Source data:
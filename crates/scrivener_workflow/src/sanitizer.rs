//! Removal of model "thinking" spans from streamed text.

use futures_util::StreamExt;
use regex::Regex;
use scrivener_interface::TextStream;
use std::sync::LazyLock;

const OPEN_TAGS: &[&str] = &["<think>", "<thinking>", "<langchain>"];
const CLOSE_TAGS: &[&str] = &["</think>", "</thinking>", "</langchain>"];

/// Characters held back so a tag split across fragments is still seen whole.
const TAG_GUARD: usize = 11;

static ANY_TAG: LazyLock<Regex> = LazyLock::new(|| {
    Regex::new(r"</?(?:think|thinking|langchain)>").expect("Valid think tag regex")
});

/// Earliest occurrence of any tag, as (byte index, tag).
fn find_first(text: &str, tags: &[&'static str]) -> Option<(usize, &'static str)> {
    tags.iter()
        .filter_map(|tag| text.find(tag).map(|idx| (idx, *tag)))
        .min_by_key(|(idx, _)| *idx)
}

/// Byte index of the `n`th character, or the end of the string.
fn char_boundary(text: &str, n: usize) -> usize {
    text.char_indices().nth(n).map_or(text.len(), |(idx, _)| idx)
}

/// Streaming filter that drops `<think>`-style spans.
///
/// Feed fragments with [`push`](Self::push) and call
/// [`finish`](Self::finish) once the source ends. Emitted text never
/// contains more than two consecutive newlines, counted across fragments.
///
/// # Examples
///
/// ```
/// use scrivener_workflow::ThinkTagFilter;
///
/// let mut filter = ThinkTagFilter::new();
/// let mut out = filter.push("答案<thi");
/// out += &filter.push("nk>草稿</think>是42");
/// out += &filter.finish();
/// assert_eq!(out, "答案是42");
/// ```
#[derive(Debug, Default, Clone)]
pub struct ThinkTagFilter {
    buffer: String,
    in_think: bool,
    newline_run: usize,
}

impl ThinkTagFilter {
    /// Create an empty filter.
    pub fn new() -> Self {
        Self::default()
    }

    /// Whether the filter is inside a suppressed span.
    pub fn in_think(&self) -> bool {
        self.in_think
    }

    /// Feed one fragment, returning the text now safe to emit.
    pub fn push(&mut self, fragment: &str) -> String {
        self.buffer.push_str(fragment);
        let mut out = String::new();

        while !self.buffer.is_empty() {
            if self.in_think {
                match find_first(&self.buffer, CLOSE_TAGS) {
                    Some((idx, tag)) => {
                        self.buffer.drain(..idx + tag.len());
                        self.in_think = false;
                        continue;
                    }
                    None => {
                        let len = self.buffer.chars().count();
                        if len > TAG_GUARD {
                            let cut = char_boundary(&self.buffer, len - TAG_GUARD);
                            self.buffer.drain(..cut);
                        }
                        break;
                    }
                }
            }

            let open = find_first(&self.buffer, OPEN_TAGS);
            let stray_close = find_first(&self.buffer, CLOSE_TAGS);

            // A close tag with no open tag before it drops everything up to it.
            if let Some((close_idx, close_tag)) = stray_close {
                if open.is_none_or(|(open_idx, _)| close_idx < open_idx) {
                    self.buffer.drain(..close_idx + close_tag.len());
                    continue;
                }
            }

            match open {
                None => {
                    let len = self.buffer.chars().count();
                    if len <= TAG_GUARD {
                        break;
                    }
                    let cut = char_boundary(&self.buffer, len - TAG_GUARD);
                    let visible: String = self.buffer.drain(..cut).collect();
                    self.emit(&visible, &mut out);
                }
                Some((open_idx, open_tag)) => {
                    let visible: String = self.buffer.drain(..open_idx).collect();
                    self.buffer.drain(..open_tag.len());
                    self.in_think = true;
                    self.emit(&visible, &mut out);
                }
            }
        }

        out
    }

    /// Flush held-back text. Text inside an unterminated span is dropped.
    pub fn finish(&mut self) -> String {
        let rest = std::mem::take(&mut self.buffer);
        let mut out = String::new();
        if !self.in_think {
            let cleaned = ANY_TAG.replace_all(&rest, "");
            self.emit(&cleaned, &mut out);
        }
        self.in_think = false;
        out
    }

    fn emit(&mut self, text: &str, out: &mut String) {
        for ch in text.chars() {
            if ch == '\n' {
                if self.newline_run >= 2 {
                    continue;
                }
                self.newline_run += 1;
            } else {
                self.newline_run = 0;
            }
            out.push(ch);
        }
    }
}

/// Sanitize a complete text in one pass.
///
/// ```
/// use scrivener_workflow::sanitize;
///
/// assert_eq!(sanitize("a\n\n\n\nb<thinking>x</thinking>"), "a\n\nb");
/// ```
pub fn sanitize(text: &str) -> String {
    let mut filter = ThinkTagFilter::new();
    let mut out = filter.push(text);
    out.push_str(&filter.finish());
    out
}

/// Wrap a fragment stream so it yields only visible, non-empty text.
///
/// Errors pass through unchanged and end the stream.
pub fn sanitized(inner: TextStream) -> TextStream {
    Box::pin(async_stream::stream! {
        let mut inner = inner;
        let mut filter = ThinkTagFilter::new();
        while let Some(item) = inner.next().await {
            match item {
                Ok(fragment) => {
                    let visible = filter.push(&fragment);
                    if !visible.is_empty() {
                        yield Ok(visible);
                    }
                }
                Err(e) => {
                    yield Err(e);
                    return;
                }
            }
        }
        let tail = filter.finish();
        if !tail.is_empty() {
            yield Ok(tail);
        }
    })
}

> **EXERCISE REQUIREMENTS**
What number of lines in the data contain the word "drops"? Give the number and nothing else.

> **RESULT**
2